04. Mesothelioma MRI Scans
An MRI scan creates detailed images of organs, tissues and tumors in the body using radio waves and a strong magnetic field. It’s a painless, non-invasive procedure that does not use radiation.
Depending on the area being scanned, an MRI can take anywhere from 15 minutes to an hour or longer. The doctor may be able to tell the patient how long they expect it to take based on the images needed.
An MRI scan effectively highlights abnormalities in the body, including tumors and cysts. MRI scans may also show doctors how far the cancer has spread and if surgery for removal is possible.
05. Mesothelioma PET Scans
PET scans provide doctors with information on how individual organs are functioning. For this type of imaging scan, the patient receives radioactive glucose. Cancerous cells absorb more sugar than healthy cells. Thus, cancer cells appear brighter compared to surrounding tissues and other cells.
Images from a PET scan are collected in the same way as CT scan images, by using a rotating cylinder that gathers pictures from all angles.
A PET scan is useful for doctors in diagnosing mesothelioma because it can show the presence of tumors and assist with identifying the stage of cancer. It also can show whether the cancer has metastasized.
Doctors may also use PET scans to measure the efficacy of treatment. For instance, doctors may use a PET scan after or during a patient’s course of chemotherapy to look for tumor progression. This can help doctors modify the treatment plan, if needed.
06. Mesothelioma Ultrasounds
An ultrasound uses high-frequency sound waves to view internal body structures. Ultrasound waves cannot transmit properly through air. This means ultrasound produces inferior images of structures in the chest and abdomen.

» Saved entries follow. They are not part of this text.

//! marlin-mock
//!
//! Offline connectors for tests and demos. [`MockConnector`] serves static
//! fixtures; [`DynamicMockConnector`] defers every call to a controller so tests
//! can script successes, failures, hangs and count upstream calls.
#![warn(missing_docs)]

use std::time::Duration;

use async_trait::async_trait;
use marlin_core::connector::{
    CandleProvider, EarliestTimestampProvider, ListingProvider, MarlinConnector,
};
use marlin_core::{Cadence, Interval, ListedSymbol, MarlinError, RawCandle, TradeConstraints};

mod dynamic;
pub mod fixtures;

pub use dynamic::{CallCounts, CandleRequest, DynamicMockConnector, DynamicMockController, MockBehavior};

/// Static identity of a mock connector: one broker + exchange scope.
#[derive(Debug, Clone, Copy, PartialEq, Eq)]
pub struct MockScope {
    /// Connector name.
    pub name: &'static str,
    /// Broker id.
    pub broker_id: &'static str,
    /// Broker display name.
    pub broker_name: &'static str,
    /// Exchange id.
    pub exchange_id: &'static str,
    /// Exchange display name.
    pub exchange_name: &'static str,
    /// Served resolutions.
    pub resolutions: &'static [Interval],
}

impl MockScope {
    /// Minute-cadence crypto-like scope `MOCK:SPOT`.
    pub const MINUTE: Self = Self {
        name: "marlin-mock-spot",
        broker_id: "MOCK",
        broker_name: "Mock Broker",
        exchange_id: "SPOT",
        exchange_name: "Mock Spot",
        resolutions: &[Interval::I1m],
    };

    /// Daily-cadence equities-like scope `MOCK:EQ`.
    pub const DAILY: Self = Self {
        name: "marlin-mock-eq",
        broker_id: "MOCK",
        broker_name: "Mock Broker",
        exchange_id: "EQ",
        exchange_name: "Mock Equities",
        resolutions: &[Interval::I1d],
    };

    /// Same scope under another connector name and exchange id.
    #[must_use]
    pub const fn renamed(mut self, name: &'static str, exchange_id: &'static str) -> Self {
        self.name = name;
        self.exchange_id = exchange_id;
        self
    }

    fn is_fixed_step(&self) -> bool {
        self.resolutions
            .iter()
            .any(|i| matches!(i.cadence(), Cadence::FixedStep { .. }))
    }
}

/// Mock connector for CI-safe demos. Serves deterministic data from [`fixtures`].
///
/// The symbols `FAIL` and `TIMEOUT` are reserved: the first always errors, the
/// second sleeps briefly before answering so orchestrator timeouts can fire.
pub struct MockConnector {
    scope: MockScope,
}

impl MockConnector {
    /// Minute-cadence connector over [`fixtures::MINUTE_SYMBOLS`].
    #[must_use]
    pub const fn minute() -> Self {
        Self {
            scope: MockScope::MINUTE,
        }
    }

    /// Daily-cadence connector over [`fixtures::DAILY_SYMBOLS`].
    #[must_use]
    pub const fn daily() -> Self {
        Self {
            scope: MockScope::DAILY,
        }
    }

    /// The scope served.
    #[must_use]
    pub const fn scope(&self) -> MockScope {
        self.scope
    }

    async fn maybe_fail_or_timeout(&self, symbol: &str, capability: &str) -> Result<(), MarlinError> {
        match symbol {
            "FAIL" => Err(MarlinError::connector(
                self.scope.name,
                format!("forced failure: {capability}"),
            )),
            "TIMEOUT" => {
                tokio::time::sleep(Duration::from_millis(200)).await;
                Ok(())
            }
            _ => Ok(()),
        }
    }

    fn catalog(&self) -> &'static [fixtures::FixtureSymbol] {
        if self.scope.is_fixed_step() {
            fixtures::MINUTE_SYMBOLS
        } else {
            fixtures::DAILY_SYMBOLS
        }
    }
}

#[async_trait]
impl CandleProvider for MockConnector {
    async fn raw_candles(
        &self,
        symbol: &str,
        start: i64,
        limit: usize,
    ) -> Result<Vec<RawCandle>, MarlinError> {
        self.maybe_fail_or_timeout(symbol, "candles").await?;
        let rows = if self.scope.is_fixed_step() {
            fixtures::minute_rows(symbol, start, limit)
        } else {
            fixtures::daily_rows(symbol, start)
        };
        rows.ok_or_else(|| MarlinError::not_found(format!("candles for {symbol}")))
    }
}

#[async_trait]
impl ListingProvider for MockConnector {
    async fn symbol_listing(&self) -> Result<Vec<ListedSymbol>, MarlinError> {
        let constraints = if self.scope.is_fixed_step() {
            TradeConstraints::exchange_defaults()
        } else {
            TradeConstraints::default()
        };
        Ok(self
            .catalog()
            .iter()
            .map(|s| fixtures::listed(s, constraints))
            .collect())
    }
}

#[async_trait]
impl EarliestTimestampProvider for MockConnector {
    async fn earliest_timestamp(&self, symbol: &str) -> Result<i64, MarlinError> {
        self.maybe_fail_or_timeout(symbol, "earliest-timestamp").await?;
        fixtures::lookup(self.catalog(), symbol)
            .map(|s| s.onboard)
            .ok_or_else(|| MarlinError::not_found(format!("earliest candle for {symbol}")))
    }
}

impl MarlinConnector for MockConnector {
    fn name(&self) -> &'static str {
        self.scope.name
    }

    fn broker_id(&self) -> &'static str {
        self.scope.broker_id
    }

    fn broker_name(&self) -> &'static str {
        self.scope.broker_name
    }

    fn exchange_id(&self) -> &'static str {
        self.scope.exchange_id
    }

    fn exchange_name(&self) -> &'static str {
        self.scope.exchange_name
    }

    fn resolutions(&self) -> &'static [Interval] {
        self.scope.resolutions
    }

    fn as_candle_provider(&self) -> Option<&dyn CandleProvider> {
        Some(self as &dyn CandleProvider)
    }

    fn as_listing_provider(&self) -> Option<&dyn ListingProvider> {
        Some(self as &dyn ListingProvider)
    }

    // Daily scopes leave onboarding unknown, like the equities broker.
    fn as_earliest_timestamp_provider(&self) -> Option<&dyn EarliestTimestampProvider> {
        if self.scope.is_fixed_step() {
            Some(self as &dyn EarliestTimestampProvider)
        } else {
            None
        }
    }
}
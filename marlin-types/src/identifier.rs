use core::fmt;
use core::str::FromStr;
use serde::{Deserialize, Serialize};

use crate::MarlinError;

/// Immutable `(broker, exchange, symbol)` triple identifying one tradable asset.
///
/// The canonical string form is `BROKER:EXCHANGE:SYMBOL`, e.g. `BINANCE:SPOT:BTCUSDT`.
#[derive(Debug, Clone, PartialEq, Eq, Hash, PartialOrd, Ord, Serialize, Deserialize)]
#[serde(try_from = "String", into = "String")]
pub struct AssetIdentifier {
    broker: String,
    exchange: String,
    symbol: String,
}

impl AssetIdentifier {
    /// Build an identifier from its parts.
    ///
    /// # Errors
    /// Returns `InvalidArg` if any part is empty or contains the `:` separator.
    pub fn new(
        broker: impl Into<String>,
        exchange: impl Into<String>,
        symbol: impl Into<String>,
    ) -> Result<Self, MarlinError> {
        let id = Self {
            broker: broker.into(),
            exchange: exchange.into(),
            symbol: symbol.into(),
        };
        for part in [&id.broker, &id.exchange, &id.symbol] {
            if part.is_empty() || part.contains(':') {
                return Err(MarlinError::InvalidArg(format!(
                    "invalid asset identifier part '{part}'"
                )));
            }
        }
        Ok(id)
    }

    /// Broker id, e.g. `BINANCE`.
    #[must_use]
    pub fn broker(&self) -> &str {
        &self.broker
    }

    /// Exchange (market segment) id, e.g. `SPOT`.
    #[must_use]
    pub fn exchange(&self) -> &str {
        &self.exchange
    }

    /// Broker-native symbol, e.g. `BTCUSDT`.
    #[must_use]
    pub fn symbol(&self) -> &str {
        &self.symbol
    }
}

impl fmt::Display for AssetIdentifier {
    fn fmt(&self, f: &mut fmt::Formatter<'_>) -> fmt::Result {
        write!(f, "{}:{}:{}", self.broker, self.exchange, self.symbol)
    }
}

impl FromStr for AssetIdentifier {
    type Err = MarlinError;

    fn from_str(s: &str) -> Result<Self, Self::Err> {
        let mut parts = s.split(':');
        match (parts.next(), parts.next(), parts.next(), parts.next()) {
            (Some(broker), Some(exchange), Some(symbol), None) => {
                Self::new(broker, exchange, symbol)
            }
            _ => Err(MarlinError::InvalidArg(format!(
                "asset identifier '{s}' is not BROKER:EXCHANGE:SYMBOL"
            ))),
        }
    }
}

impl TryFrom<String> for AssetIdentifier {
    type Error = MarlinError;

    fn try_from(value: String) -> Result<Self, Self::Error> {
        value.parse()
    }
}

impl From<AssetIdentifier> for String {
    fn from(id: AssetIdentifier) -> Self {
        id.to_string()
    }
}
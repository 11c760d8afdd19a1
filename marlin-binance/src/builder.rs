use std::sync::Arc;
use std::time::Duration;

use marlin_core::{MarlinError, SymbolWhitelist};
use url::Url;

use crate::adapter::{BinanceApi, RealAdapter};
use crate::{BinanceConnector, FilterKeys, Segment};

/// Builder for [`BinanceConnector`].
///
/// Defaults to the production base URL of the segment, a 5 second HTTP
/// timeout, the segment's own filter keys and an empty whitelist.
pub struct BinanceConnectorBuilder {
    segment: Segment,
    whitelist: SymbolWhitelist,
    base_url: Option<String>,
    timeout: Duration,
    keys: FilterKeys,
    api: Option<Arc<dyn BinanceApi>>,
}

impl BinanceConnectorBuilder {
    pub(crate) fn new(segment: Segment) -> Self {
        Self {
            segment,
            whitelist: SymbolWhitelist::default(),
            base_url: None,
            timeout: Duration::from_secs(5),
            keys: segment.filter_keys(),
            api: None,
        }
    }

    /// Base assets allowed in the listing.
    #[must_use]
    pub fn whitelist(mut self, whitelist: SymbolWhitelist) -> Self {
        self.whitelist = whitelist;
        self
    }

    /// Point the HTTP adapter at another host (e.g. a local mock server).
    #[must_use]
    pub fn base_url(mut self, url: impl Into<String>) -> Self {
        self.base_url = Some(url.into());
        self
    }

    /// Per-request HTTP timeout.
    #[must_use]
    pub const fn timeout(mut self, timeout: Duration) -> Self {
        self.timeout = timeout;
        self
    }

    /// Override filter key names.
    #[must_use]
    pub const fn filter_keys(mut self, keys: FilterKeys) -> Self {
        self.keys = keys;
        self
    }

    /// Use a custom transport instead of HTTP.
    #[must_use]
    pub fn api(mut self, api: Arc<dyn BinanceApi>) -> Self {
        self.api = Some(api);
        self
    }

    /// Build the connector.
    ///
    /// # Errors
    /// Returns `InvalidArg` for an unparsable base URL and `Connector` if the
    /// HTTP client cannot be created.
    pub fn build(self) -> Result<BinanceConnector, MarlinError> {
        let api: Arc<dyn BinanceApi> = match self.api {
            Some(api) => api,
            None => {
                let raw = self
                    .base_url
                    .unwrap_or_else(|| self.segment.default_base_url().to_string());
                let raw = if raw.ends_with('/') { raw } else { format!("{raw}/") };
                let base = Url::parse(&raw)
                    .map_err(|e| MarlinError::InvalidArg(format!("base url '{raw}': {e}")))?;
                Arc::new(RealAdapter::new(
                    base,
                    self.timeout,
                    self.segment.connector_name(),
                )?)
            }
        };
        Ok(BinanceConnector::with_api(self.segment, api, self.whitelist).with_filter_keys(self.keys))
    }
}
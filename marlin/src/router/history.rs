use std::sync::Arc;

use marlin_core::connector::CandleProvider;
use marlin_core::{
    AssetIdentifier, Cadence, Candle, Capability, Interval, MarlinConnector, MarlinError,
    align_calendar_days, align_fixed_step,
};

use crate::Marlin;
use crate::core::provider_call_with_timeout;

fn candle_provider(c: &Arc<dyn MarlinConnector>) -> Result<&dyn CandleProvider, MarlinError> {
    c.as_candle_provider()
        .ok_or_else(|| MarlinError::unsupported(Capability::Candles.as_str()))
}

impl Marlin {
    /// Fetch a gap-explicit candle series for `asset` starting at `from`.
    ///
    /// Fixed-step intervals (one minute) return exactly
    /// [`MarlinConfig::fixed_capacity`](crate::MarlinConfig) entries aligned to
    /// `from, from + step, …`; `from` is required and must be step-aligned. A
    /// start further in the future than the configured guard is answered with
    /// placeholders only, without contacting upstream.
    ///
    /// Calendar-step intervals (one day) return one entry per calendar day from
    /// the first to the last available row; `from == 0` asks for the full history.
    ///
    /// # Errors
    /// - `InvalidArg` for an unknown broker ("invalid data source"), an unknown
    ///   exchange, or a missing / misaligned fixed-step start.
    /// - `Unsupported` when the connector does not serve `interval`.
    /// - `ProviderTimeout` or the connector's own error for upstream failures.
    /// - `Integrity` when upstream returned rows earlier than `from`.
    #[cfg_attr(
        feature = "tracing",
        tracing::instrument(
            name = "marlin::router::history::historical",
            skip(self),
            fields(asset = %asset, from = from, interval = interval.as_str()),
        )
    )]
    pub async fn historical(
        &self,
        asset: &AssetIdentifier,
        from: i64,
        interval: Interval,
    ) -> Result<Vec<Candle>, MarlinError> {
        let conn = self.connector_for(asset)?;
        if !conn.supports_interval(interval) {
            return Err(MarlinError::unsupported(format!(
                "{}/{}",
                Capability::Candles,
                interval.as_str()
            )));
        }
        match interval.cadence() {
            Cadence::FixedStep { step } => self.fixed_step_history(conn, asset, from, step).await,
            Cadence::CalendarDay => self.calendar_history(conn, asset, from).await,
        }
    }

    async fn fixed_step_history(
        &self,
        conn: &Arc<dyn MarlinConnector>,
        asset: &AssetIdentifier,
        from: i64,
        step: i64,
    ) -> Result<Vec<Candle>, MarlinError> {
        if from == 0 {
            return Err(MarlinError::InvalidArg(
                "from is required for fixed-step intervals".to_string(),
            ));
        }
        if from.rem_euclid(step) != 0 {
            return Err(MarlinError::InvalidArg(format!(
                "from {from} is not aligned to {step}s"
            )));
        }

        let symbol = asset.symbol();
        let capacity = self.cfg.fixed_capacity;
        let guard = i64::try_from(self.cfg.future_guard.as_secs()).unwrap_or(i64::MAX);
        let now = chrono::Utc::now().timestamp();
        if from > now.saturating_add(guard) {
            #[cfg(feature = "tracing")]
            tracing::debug!(asset = %asset, from, now, "start lies in the future; skipping upstream");
            return align_fixed_step(symbol, &[], from, step, capacity);
        }

        let provider = candle_provider(conn)?;
        let rows = provider_call_with_timeout(
            conn.name(),
            Capability::Candles,
            self.cfg.provider_timeout,
            provider.raw_candles(symbol, from, capacity),
        )
        .await?;
        align_fixed_step(symbol, &rows, from, step, capacity)
    }

    async fn calendar_history(
        &self,
        conn: &Arc<dyn MarlinConnector>,
        asset: &AssetIdentifier,
        from: i64,
    ) -> Result<Vec<Candle>, MarlinError> {
        let symbol = asset.symbol();
        let provider = candle_provider(conn)?;
        // Calendar providers ignore the limit.
        let rows = provider_call_with_timeout(
            conn.name(),
            Capability::Candles,
            self.cfg.provider_timeout,
            provider.raw_candles(symbol, from, usize::MAX),
        )
        .await?;
        align_calendar_days(symbol, &rows)
    }
}
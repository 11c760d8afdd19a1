use std::sync::Arc;

use marlin::{Interval, Marlin};
use marlin_mock::MockConnector;
use marlin_mock::fixtures::MINUTE_START;
use tracing_subscriber::fmt::format::FmtSpan;

#[tokio::main]
async fn main() -> Result<(), Box<dyn std::error::Error>> {
    // Suggested: RUST_LOG=info,marlin=trace
    let _ = tracing_subscriber::fmt()
        .with_env_filter(tracing_subscriber::EnvFilter::from_default_env())
        .with_target(false)
        .with_span_events(FmtSpan::ENTER | FmtSpan::EXIT)
        .try_init();

    let dir = tempfile::tempdir()?;
    let marlin = Marlin::builder()
        .with_connector(Arc::new(MockConnector::minute()))
        .with_connector(Arc::new(MockConnector::daily()))
        .snapshot_path(dir.path().join("exchange.json"))
        .open()
        .await?;

    let _ = marlin
        .historical(&"MOCK:SPOT:BTCUSDT".parse()?, MINUTE_START, Interval::I1m)
        .await?;
    let _ = marlin.latest(&"MOCK:SPOT:ETHUSDT".parse()?, MINUTE_START).await?;
    let _ = marlin
        .historical(&"MOCK:EQ:AAPL".parse()?, 0, Interval::I1d)
        .await?;
    let _ = marlin.asset_info(&"MOCK:EQ:MSFT".parse()?)?;

    Ok(())
}
//! marlin-eod
//!
//! Connector for daily US equities served by EOD Historical Data, exposed under
//! the `UNICORN` broker id. Candles come from the CSV end-of-day endpoint; the
//! listing is derived from the whitelist and enriched with split history.
//!
//! A listing issues one split lookup per whitelisted ticker. Each lookup is
//! bounded by the connector's call timeout; the listing as a whole is not.
#![warn(missing_docs)]

/// Transport trait and the production adapter backed by `reqwest`.
pub mod adapter;
/// Payload decoding.
pub mod parse;

use std::sync::Arc;
use std::time::Duration;

use async_trait::async_trait;
use chrono::DateTime;
use marlin_core::connector::{CandleProvider, ListingProvider, MarlinConnector};
use marlin_core::{
    BatchPolicy, Capability, Interval, ListedSymbol, MarlinError, RawCandle, SymbolWhitelist,
    TradeConstraints, fetch_bounded,
};
use url::Url;

use adapter::{EodApi, RealAdapter};

/// Public connector type for the US end-of-day exchange.
pub struct EodConnector {
    api: Arc<dyn EodApi>,
    whitelist: Arc<SymbolWhitelist>,
    split_concurrency: usize,
    call_timeout: Duration,
}

impl EodConnector {
    /// Connector name used in logs and errors.
    pub const NAME: &'static str = "marlin-eod";
    /// Broker id.
    pub const BROKER_ID: &'static str = "UNICORN";
    /// Exchange id, also the provider ticker suffix.
    pub const EXCHANGE_ID: &'static str = "US";
    /// Quote currency of every listed ticker.
    pub const QUOTE_ASSET: &'static str = "USD";

    const RESOLUTIONS: &'static [Interval] = &[Interval::I1d];
    const PRECISION: u32 = 2;

    /// Default parallelism ceiling for split lookups.
    pub const DEFAULT_SPLIT_CONCURRENCY: usize = 20;
    /// Default timeout of one upstream call.
    pub const DEFAULT_CALL_TIMEOUT: Duration = Duration::from_secs(5);

    /// Build with the production HTTP adapter.
    ///
    /// # Errors
    /// Returns `Connector` if the HTTP client cannot be built.
    pub fn new(api_token: impl Into<String>, whitelist: SymbolWhitelist) -> Result<Self, MarlinError> {
        let base = Url::parse(RealAdapter::DEFAULT_BASE_URL)
            .map_err(|e| MarlinError::InvalidArg(e.to_string()))?;
        let api = RealAdapter::new(base, api_token, Self::DEFAULT_CALL_TIMEOUT)?;
        Ok(Self::with_api(Arc::new(api), whitelist))
    }

    /// Build from any transport, e.g. a scripted one in tests.
    #[must_use]
    pub fn with_api(api: Arc<dyn EodApi>, whitelist: SymbolWhitelist) -> Self {
        Self {
            api,
            whitelist: Arc::new(whitelist),
            split_concurrency: Self::DEFAULT_SPLIT_CONCURRENCY,
            call_timeout: Self::DEFAULT_CALL_TIMEOUT,
        }
    }

    /// Parallelism ceiling for split lookups during a listing.
    #[must_use]
    pub const fn with_split_concurrency(mut self, n: usize) -> Self {
        self.split_concurrency = n;
        self
    }

    /// Timeout applied to each split lookup.
    #[must_use]
    pub const fn with_call_timeout(mut self, timeout: Duration) -> Self {
        self.call_timeout = timeout;
        self
    }

    fn ticker(symbol: &str) -> String {
        format!("{symbol}.{}", Self::EXCHANGE_ID)
    }
}

#[async_trait]
impl CandleProvider for EodConnector {
    async fn raw_candles(
        &self,
        symbol: &str,
        start: i64,
        _limit: usize,
    ) -> Result<Vec<RawCandle>, MarlinError> {
        let from = if start == 0 {
            None
        } else {
            let day = DateTime::from_timestamp(start, 0)
                .ok_or_else(|| MarlinError::InvalidArg(format!("start {start} out of range")))?
                .date_naive();
            Some(day)
        };
        let body = self.api.eod_csv(&Self::ticker(symbol), from).await?;
        parse::parse_eod_csv(&body).map_err(|e| match e {
            MarlinError::Data(msg) => MarlinError::Data(format!("{symbol}: {msg}")),
            other => other,
        })
    }
}

#[async_trait]
impl ListingProvider for EodConnector {
    async fn symbol_listing(&self) -> Result<Vec<ListedSymbol>, MarlinError> {
        let api = &self.api;
        let timeout = self.call_timeout;
        let splits = fetch_bounded(
            self.whitelist.iter().map(str::to_owned),
            self.split_concurrency,
            BatchPolicy::FailFast,
            |symbol| async move {
                let entries = tokio::time::timeout(timeout, api.splits(&Self::ticker(&symbol)))
                    .await
                    .map_err(|_| MarlinError::provider_timeout(Self::NAME, Capability::Splits.as_str()))??;
                let mut splits = entries
                    .iter()
                    .map(parse::parse_split)
                    .collect::<Result<Vec<_>, _>>()?;
                splits.sort_by_key(|s| s.time);
                Ok::<_, MarlinError>(splits)
            },
        )
        .await?;

        Ok(splits
            .values
            .into_iter()
            .map(|(symbol, splits)| ListedSymbol {
                pair: format!("{symbol}{}", Self::QUOTE_ASSET),
                base_asset: symbol.clone(),
                symbol,
                base_asset_precision: Self::PRECISION,
                quote_asset: Self::QUOTE_ASSET.to_string(),
                quote_precision: Self::PRECISION,
                constraints: TradeConstraints::default(),
                splits,
            })
            .collect())
    }
}

impl MarlinConnector for EodConnector {
    fn name(&self) -> &'static str {
        Self::NAME
    }

    fn broker_id(&self) -> &'static str {
        Self::BROKER_ID
    }

    fn broker_name(&self) -> &'static str {
        "Unicorn"
    }

    fn exchange_id(&self) -> &'static str {
        Self::EXCHANGE_ID
    }

    fn exchange_name(&self) -> &'static str {
        "USA Stocks"
    }

    fn resolutions(&self) -> &'static [Interval] {
        Self::RESOLUTIONS
    }

    fn as_candle_provider(&self) -> Option<&dyn CandleProvider> {
        Some(self as &dyn CandleProvider)
    }

    fn as_listing_provider(&self) -> Option<&dyn ListingProvider> {
        Some(self as &dyn ListingProvider)
    }
}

However, a doctor might opt for an ultrasound in certain instances, such as:
- If a patient presents symptoms or shows abnormalities that suggest testicular mesothelioma
- If there is fluid buildup around the heart (this type of ultrasound is known as an echocardiogram)
Sometimes physicians order a fluid biopsy to assist in mesothelioma diagnosis. This procedure involves using a needle to remove a small fluid sample for analysis. In these cases, an ultrasound may be used to help guide the needle so it can extract the fluid.
07. Diagnosis Next Steps
What Are the Next Steps for a Mesothelioma Diagnosis?
Imaging scans are often the first step in diagnosing mesothelioma. Although imaging scans can provide valuable information to the doctor, they are not enough on their own to make a definitive diagnosis.
Other tests are typically ordered after imaging scans are reviewed. These may include blood tests and a biopsy.
A biopsy is the only definitive method of diagnosing mesothelioma. Once the doctor confirms the mesothelioma diagnosis, they will develop the patient’s treatment plan.
Imaging scans may be used again during treatment. These scans can help doctors monitor the efficacy of treatment, such as looking for any cancer progression after chemotherapy.